_DESCRIPTION OF THE TASK_. Scan the records for lines with the word "LPort", and copy every such line.

-------

#[cfg(test)]
mod tests {
    use test_log::test;

    use super::*;
    use crate::boxes::BoxCatalogue;

    fn q(id: u32) -> StateId {
        StateId::new(id)
    }

    fn x(id: u32) -> Option<Var> {
        Some(Var::new(id))
    }

    /// Normalized `x1 xor x2`: q0 = 0, q1 = 1, q2/q3 decide x2, q4 is the root.
    fn xor() -> Automaton {
        let mut aut = Automaton::new();
        aut.add_root(q(4));
        aut.add_transition(Transition::terminal(q(0), false, x(3)));
        aut.add_transition(Transition::terminal(q(1), true, x(3)));
        aut.add_transition(Transition::branch(q(2), x(2), q(0), q(1)));
        aut.add_transition(Transition::branch(q(3), x(2), q(1), q(0)));
        aut.add_transition(Transition::branch(q(4), x(1), q(2), q(3)));
        aut
    }

    #[test]
    fn test_skipped_levels_map_to_port() {
        // S -x3-> (A, A), A skips x4 and decides x5.
        let mut aut = Automaton::new();
        let (s, a, z, o) = (q(0), q(1), q(2), q(3));
        aut.add_root(s);
        aut.add_transition(Transition::branch(s, x(3), a, a));
        aut.add_transition(Transition::branch(a, None, a, a));
        aut.add_transition(Transition::branch(a, x(5), z, o));
        aut.add_transition(Transition::terminal(z, false, x(6)));
        aut.add_transition(Transition::terminal(o, true, x(6)));

        let catalogue = BoxCatalogue::standard();
        let ctx = FoldContext::new(&aut, 5).unwrap();
        let mapping = box_finding(&aut, catalogue.get("X").unwrap(), s, Var::new(3), &ctx).unwrap();
        println!("{}", mapping);
        assert_eq!(mapping.targets(), &[PortTarget { state: a, level: Var::new(4) }]);
    }

    #[test]
    fn test_l1_on_xor() {
        let aut = xor();
        let catalogue = BoxCatalogue::standard();
        let ctx = FoldContext::new(&aut, 2).unwrap();

        // q3 is "x2 ? 0 : 1": the low side is the constant 1.
        let mapping = box_finding(&aut, catalogue.get("L1").unwrap(), q(3), Var::new(2), &ctx).unwrap();
        assert_eq!(mapping.targets(), &[PortTarget { state: q(0), level: Var::new(3) }]);

        assert!(box_finding(&aut, catalogue.get("L1").unwrap(), q(2), Var::new(2), &ctx).is_none());
    }

    #[test]
    fn test_x_never_matches_a_split() {
        let aut = xor();
        let catalogue = BoxCatalogue::standard();
        let ctx = FoldContext::new(&aut, 2).unwrap();
        let def = catalogue.get("X").unwrap();
        for state in [q(2), q(3), q(0)] {
            assert!(box_finding(&aut, def, state, Var::new(2), &ctx).is_none());
        }
    }

    /// Two-port box: q0 -> (q1, q2), q1 -> (q3, q3), Port0 at q2, Port1 at q3.
    fn fork() -> BoxDef {
        let mut aut = Automaton::new();
        aut.add_root(q(0));
        aut.add_transition(Transition::branch(q(0), None, q(1), q(2)));
        aut.add_transition(Transition::branch(q(1), None, q(3), q(3)));
        aut.add_transition(Transition::port(q(2), 0));
        aut.add_transition(Transition::port(q(3), 1));
        BoxDef::new("Fork", aut).unwrap()
    }

    /// c -x1-> (a, b), a reaches Port1 through two alternatives.
    fn fork_sample(second: impl FnOnce(&mut Automaton, StateId, StateId)) -> Automaton {
        let (c, a, b, d, z, o) = (q(0), q(1), q(2), q(3), q(4), q(5));
        let mut aut = Automaton::new();
        aut.add_root(c);
        aut.add_transition(Transition::branch(c, x(1), a, b));
        aut.add_transition(Transition::branch(a, x(2), d, d));
        aut.add_transition(Transition::branch(b, x(2), z, o));
        aut.add_transition(Transition::branch(d, x(3), z, o));
        aut.add_transition(Transition::terminal(z, false, x(4)));
        aut.add_transition(Transition::terminal(o, true, x(4)));
        second(&mut aut, a, o);
        aut
    }

    #[test]
    fn test_no_canonical_member() {
        // a -x2-> (f, f) with f unrelated to d.
        let aut = fork_sample(|aut, a, o| {
            let f = q(6);
            aut.add_transition(Transition::branch(a, x(2), f, f));
            aut.add_transition(Transition::branch(f, x(3), o, q(4)));
        });
        let ctx = FoldContext::new(&aut, 3).unwrap();
        assert!(box_finding(&aut, &fork(), q(0), Var::new(1), &ctx).is_none());
    }

    #[test]
    fn test_canonical_member_is_reached_by_the_others() {
        // a -x2-> (o, o) and d reaches o.
        let aut = fork_sample(|aut, a, o| {
            aut.add_transition(Transition::branch(a, x(2), o, o));
        });
        let ctx = FoldContext::new(&aut, 3).unwrap();
        let mapping = box_finding(&aut, &fork(), q(0), Var::new(1), &ctx).unwrap();
        println!("{}", mapping);
        assert_eq!(
            mapping.targets(),
            &[
                PortTarget { state: q(2), level: Var::new(2) },
                PortTarget { state: q(5), level: Var::new(3) },
            ]
        );
    }

    #[test]
    fn test_port_above_natural_level_is_rejected() {
        // The port would sit at x2 but q1 already decides x1.
        let mut aut = Automaton::new();
        aut.add_root(q(0));
        aut.add_transition(Transition::branch(q(0), x(1), q(1), q(1)));
        aut.add_transition(Transition::branch(q(1), x(1), q(2), q(3)));
        aut.add_transition(Transition::terminal(q(2), false, x(3)));
        aut.add_transition(Transition::terminal(q(3), true, x(3)));
        let catalogue = BoxCatalogue::standard();
        let ctx = FoldContext::new(&aut, 2).unwrap();
        assert!(box_finding(&aut, catalogue.get("X").unwrap(), q(0), Var::new(1), &ctx).is_none());
    }

    /// !x1 & !x2
    fn nor() -> Automaton {
        let mut aut = Automaton::new();
        aut.add_root(q(4));
        aut.add_transition(Transition::terminal(q(0), false, x(3)));
        aut.add_transition(Transition::terminal(q(1), true, x(3)));
        aut.add_transition(Transition::branch(q(2), x(2), q(0), q(0)));
        aut.add_transition(Transition::branch(q(3), x(2), q(1), q(0)));
        aut.add_transition(Transition::branch(q(4), x(1), q(3), q(2)));
        aut
    }

    #[test]
    fn test_port_choices_use_each_port_once() {
        let aut = nor();
        let catalogue = BoxCatalogue::standard();
        let def = catalogue.get("LPort").unwrap();

        let Intersectoid { mut product, origin, .. } = Intersectoid::build(&aut, def, q(4));
        trim(&mut product);
        saturate(&mut product, Var::new(1), Var::new(3));
        product.retain_transitions(|t| !(t.symbol.is_port() && t.var.is_none()));
        trim(&mut product);
        println!("{}", product);
        let ports = |p: &Automaton| -> Vec<(Symbol, StateId)> {
            p.iter_transitions()
                .filter(|t| t.symbol.is_port())
                .map(|t| (t.symbol, origin[&t.source]))
                .collect()
        };
        // The constant-0 side offers both ports again, one below each child.
        assert_eq!(ports(&product).len(), 4);

        // A tree using those two has no place left for Port0 at q3.
        restrict_port_choices(&mut product, 2).unwrap();
        println!("{}", product);
        assert_eq!(ports(&product), vec![(Symbol::Port(0), q(3)), (Symbol::Port(1), q(2))]);

        let ctx = FoldContext::new(&aut, 2).unwrap();
        let mapping = box_finding(&aut, def, q(4), Var::new(1), &ctx).unwrap();
        assert_eq!(
            mapping.targets(),
            &[
                PortTarget { state: q(3), level: Var::new(2) },
                PortTarget { state: q(2), level: Var::new(2) },
            ]
        );
    }

    #[test]
    fn test_looping_state_ports_get_a_level() {
        // x1 & x2 where the 0-leaf loops: LPort reads both levels, and its
        // Port0 sits on the looping leaf.
        let mut aut = Automaton::new();
        let (r, z, t, o) = (q(0), q(1), q(2), q(3));
        aut.add_root(r);
        aut.add_transition(Transition::branch(r, x(1), z, t));
        aut.add_transition(Transition::branch(z, None, z, z));
        aut.add_transition(Transition::terminal(z, false, x(3)));
        aut.add_transition(Transition::branch(t, x(2), z, o));
        aut.add_transition(Transition::terminal(o, true, x(3)));

        let catalogue = BoxCatalogue::standard();
        let ctx = FoldContext::new(&aut, 2).unwrap();
        let mapping = box_finding(&aut, catalogue.get("LPort").unwrap(), r, Var::new(1), &ctx).unwrap();
        println!("{}", mapping);
        assert_eq!(
            mapping.targets(),
            &[
                PortTarget { state: z, level: Var::new(2) },
                PortTarget { state: o, level: Var::new(3) },
            ]
        );
    }

    #[test]
    fn test_context_split() {
        let aut = xor();
        let mut ctx = FoldContext::new(&aut, 2).unwrap();
        assert_eq!(ctx.natural_level(q(4)), Some(Var::new(1)));
        assert!(ctx.reaches(q(4), q(0)));
        assert!(!ctx.reaches(q(0), q(4)));

        ctx.add_split(q(9), Var::new(2), q(2));
        assert_eq!(ctx.natural_level(q(9)), Some(Var::new(2)));
        assert!(ctx.reaches(q(9), q(2)));
        assert!(ctx.reaches(q(9), q(1)));
    }
}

-------

_RESULT FOR THIS EXERCISE_.
        let def = catalogue.get("LPort").unwrap();
        // x1 & x2 where the 0-leaf loops: LPort reads both levels, and its
        let mapping = box_finding(&aut, catalogue.get("LPort").unwrap(), r, Var::new(1), &ctx).unwrap();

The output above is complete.